Priests in Gabon, dissatisfied with the closure of their churches for seven months, have demanded that they are reopened against the advice of the state.
The wait is considered long by the country’s church leaders.
If the government first wants to have all the technical and health guarantees on the evolution of the Covid-19 pandemic to reopen places of worship, the Federation of Charismatic, Pentecostal and Revival Churches called on its members two weeks ago to take action from Sunday, September 27.
This is a unilateral decision "that sounds to the public opinion as a challenge to public authority," Interior Minister Lambert Noel Matha told a news conference on Saturday.
All churches remained closed after this thinly veiled threat from the minister except Bethsaida, led by the president of the pastors' collective, Archbishop Jean Baptiste Moulacka.
Arrested at around 12:00 p.m., he was taken to the police station where he spent about two hours before being released.
He however, denied having opened the church for any services.
"They freed me because my church was not opened for worship but for cleansing. Besides, we don't worship with five people. There were five worshippers cleaning the church," the bishop told the Gabonactu online newssite.
"I think the police were impressed by the crowd that was already beginning to invade the vicinity of the police station," he added, but dismissed the accusation by the defiance.
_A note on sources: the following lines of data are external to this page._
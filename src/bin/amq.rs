//! AMQ core CLI binary.
//!
//! Inspection and simulation tooling for the broker session engine.
//!
//! # Commands
//!
//! - `config` - Print the effective configuration
//! - `encode` - Render a basic.deliver as wire frames
//! - `authorize` - Ask the configured access provider for a decision
//! - `simulate` - Run an in-process publish/deliver/ack session

use std::path::PathBuf;
use std::str::FromStr;
use std::sync::Arc;

use amq::{
    access::{AccessControlGate, ObjectAttributes, Operation, Subject},
    broker::{Broker, DirectRouter, InMemoryQueue, QueueHandle},
    delivery::CreditLimit,
    framing::{FrameCodec, ProtocolVersion},
    message::{DeliveryProperties, Message},
    session::{ConsumeOptions, DeliveryOutcome},
    Config, VERSION,
};
use clap::{Parser, Subcommand};

#[derive(Parser)]
#[command(name = "amq")]
#[command(author = "AMQ Core Developers")]
#[command(version = VERSION)]
#[command(about = "AMQ Core - broker-side AMQP 0-8 session engine", long_about = None)]
struct Cli {
    /// Config file (default: ~/.config/amq/config.toml)
    #[arg(short, long, global = true)]
    config: Option<PathBuf>,

    #[command(subcommand)]
    command: Commands,
}

#[derive(Subcommand)]
enum Commands {
    /// Print the effective configuration
    Config {
        /// Output as JSON instead of TOML
        #[arg(long)]
        json: bool,
    },

    /// Render a basic.deliver as wire frames
    Encode {
        /// Message body
        body: String,

        /// Exchange name
        #[arg(short, long, default_value = "")]
        exchange: String,

        /// Routing key
        #[arg(short, long, default_value = "")]
        routing_key: String,

        /// Consumer tag
        #[arg(long, default_value = "amq.ctag-cli")]
        consumer: String,

        /// Channel id
        #[arg(long, default_value = "1")]
        channel: u16,

        /// Delivery tag
        #[arg(long, default_value = "1")]
        tag: u64,

        /// Negotiated frame_max (0 = unlimited)
        #[arg(long)]
        frame_max: Option<u32>,

        /// Protocol version (0-8, 0-9-1)
        #[arg(short, long)]
        protocol: Option<String>,
    },

    /// Ask the access provider whether an operation is allowed
    Authorize {
        /// Operation (publish, consume, deliver, get, close-channel)
        operation: String,

        /// User name
        #[arg(short, long, default_value = "guest")]
        user: String,

        /// Object name (queue, exchange or channel)
        #[arg(short, long, default_value = "")]
        object: String,

        /// Virtual host
        #[arg(long, default_value = "/")]
        vhost: String,
    },

    /// Run an in-process session: publish, deliver, ack, close
    Simulate {
        /// Messages to publish
        #[arg(short, long, default_value = "10")]
        messages: usize,

        /// Consumer prefetch window (0 = unlimited)
        #[arg(short, long, default_value = "0")]
        prefetch: u32,

        /// Leave every other delivery unacknowledged at close
        #[arg(long)]
        partial_ack: bool,

        /// Verbose logging
        #[arg(short, long)]
        verbose: bool,
    },
}

fn main() -> anyhow::Result<()> {
    let cli = Cli::parse();
    let config = load_config(cli.config)?;

    match cli.command {
        Commands::Config { json } => cmd_config(&config, json),

        Commands::Encode {
            body,
            exchange,
            routing_key,
            consumer,
            channel,
            tag,
            frame_max,
            protocol,
        } => cmd_encode(
            &config,
            &body,
            &exchange,
            &routing_key,
            &consumer,
            channel,
            tag,
            frame_max,
            protocol,
        ),

        Commands::Authorize {
            operation,
            user,
            object,
            vhost,
        } => cmd_authorize(&config, &operation, &user, &object, &vhost),

        Commands::Simulate {
            messages,
            prefetch,
            partial_ack,
            verbose,
        } => cmd_simulate(config, messages, prefetch, partial_ack, verbose),
    }
}

fn load_config(path: Option<PathBuf>) -> anyhow::Result<Config> {
    let file = match path {
        Some(path) => Config::from_file(path)?,
        None => Config::load_default()?,
    };
    let config = file.merge(Config::from_env());
    config.validate()?;
    Ok(config)
}

fn init_logging(verbose: bool) {
    let log_level = if verbose { "debug" } else { "info" };
    tracing_subscriber::fmt()
        .with_env_filter(
            tracing_subscriber::EnvFilter::try_from_default_env()
                .unwrap_or_else(|_| tracing_subscriber::EnvFilter::new(log_level)),
        )
        .init();
}

fn cmd_config(config: &Config, json: bool) -> anyhow::Result<()> {
    if json {
        println!("{}", serde_json::to_string_pretty(config)?);
    } else {
        print!("{}", toml::to_string_pretty(config)?);
    }
    Ok(())
}

#[allow(clippy::too_many_arguments)]
fn cmd_encode(
    config: &Config,
    body: &str,
    exchange: &str,
    routing_key: &str,
    consumer: &str,
    channel: u16,
    tag: u64,
    frame_max: Option<u32>,
    protocol: Option<String>,
) -> anyhow::Result<()> {
    let version = match protocol {
        Some(p) => ProtocolVersion::from_str(&p).map_err(|e| anyhow::anyhow!(e))?,
        None => config.broker.protocol,
    };
    let codec = FrameCodec::new(version, frame_max.unwrap_or(config.broker.frame_max));
    let message = Message::new(exchange, routing_key, body.to_string());

    let frames = codec.encode_deliver(&message, DeliveryProperties::default(), channel, tag, consumer)?;

    println!(
        "{} frames ({}, frame_max {})",
        frames.len(),
        version,
        codec.frame_max()
    );
    for frame in &frames {
        let encoded = frame.encode();
        let hex: String = encoded.iter().map(|b| format!("{b:02x}")).collect();
        println!("{:?} ({} bytes): {}", frame.kind, encoded.len(), hex);
    }
    Ok(())
}

fn cmd_authorize(
    config: &Config,
    operation: &str,
    user: &str,
    object: &str,
    vhost: &str,
) -> anyhow::Result<()> {
    let operation = Operation::from_str(operation).map_err(|e| anyhow::anyhow!(e))?;
    let gate = AccessControlGate::from_config(&config.access)?;
    let subject = Subject::new(user).on_vhost(vhost);
    let object = ObjectAttributes::named(object).with("vhost", vhost);

    let decision = gate.authorize(operation, &subject, &object)?;
    println!("{operation} by '{user}' on '{}': {decision:?}", object.name);
    Ok(())
}

fn cmd_simulate(
    config: Config,
    messages: usize,
    prefetch: u32,
    partial_ack: bool,
    verbose: bool,
) -> anyhow::Result<()> {
    init_logging(verbose);

    let runtime = tokio::runtime::Runtime::new()?;
    runtime.block_on(async move {
        let router = Arc::new(DirectRouter::new());
        let queue = InMemoryQueue::shared("simulate");
        router.declare(queue.clone());

        let broker = Broker::new(config, router)?;
        let (conn, mut frames) = broker.connect(Subject::new("guest"));
        conn.open_channel(1).await?;

        let limit = if prefetch == 0 {
            CreditLimit::unlimited()
        } else {
            CreditLimit::count(prefetch)
        };
        let consumer = conn
            .consume(1, queue.clone(), "", ConsumeOptions::default().with_limit(limit))
            .await?;

        for i in 0..messages {
            conn.publish(Message::new("", "simulate", format!("message {i}")), 1)
                .await?;
        }

        let mut delivered = 0;
        let mut acked = 0;
        while let Some((message, props)) = queue.pop() {
            match conn.deliver_outcome(message.clone(), props, 1, &consumer).await? {
                DeliveryOutcome::Delivered { tag, .. } => {
                    delivered += 1;
                    if !partial_ack || tag % 2 == 0 {
                        conn.handle_ack(1, tag, false).await?;
                        acked += 1;
                    }
                },
                DeliveryOutcome::Blocked | DeliveryOutcome::Deferred => {
                    queue.requeue(message, props.redelivered);
                    break;
                },
            }
        }

        let stats = conn.stats().await;
        println!("{}", serde_json::to_string_pretty(&stats)?);

        let summary = conn.close_channel(1, true).await?;
        conn.close().await;

        let mut blocks = 0;
        let mut bytes = 0;
        while let Ok(block) = frames.try_recv() {
            blocks += 1;
            bytes += block.encoded_len();
        }

        println!("Delivered:  {delivered}");
        println!("Acked:      {acked}");
        println!("Requeued:   {}", summary.requeued);
        println!("Queue depth {}", queue.depth());
        println!("Wire:       {blocks} blocks, {bytes} bytes");
        Ok::<_, anyhow::Error>(())
    })
}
"We are victims of injustice because the state has ordered the reopening of markets, hotels and restaurants but remains deaf regarding places of worship," said Jean Baptiste Moulacka, requesting more consideration on the part of the government.
A state of health emergency is still in force in Gabon.
On Saturday, Minister Lambert Noel Matha announced a one-hour curfew, from 8 p.m. to 5 a.m.
He justified this measure by the fact that the authorities do not want to be won over by the relaxation, despite the reported decline in cases of the new coronavirus.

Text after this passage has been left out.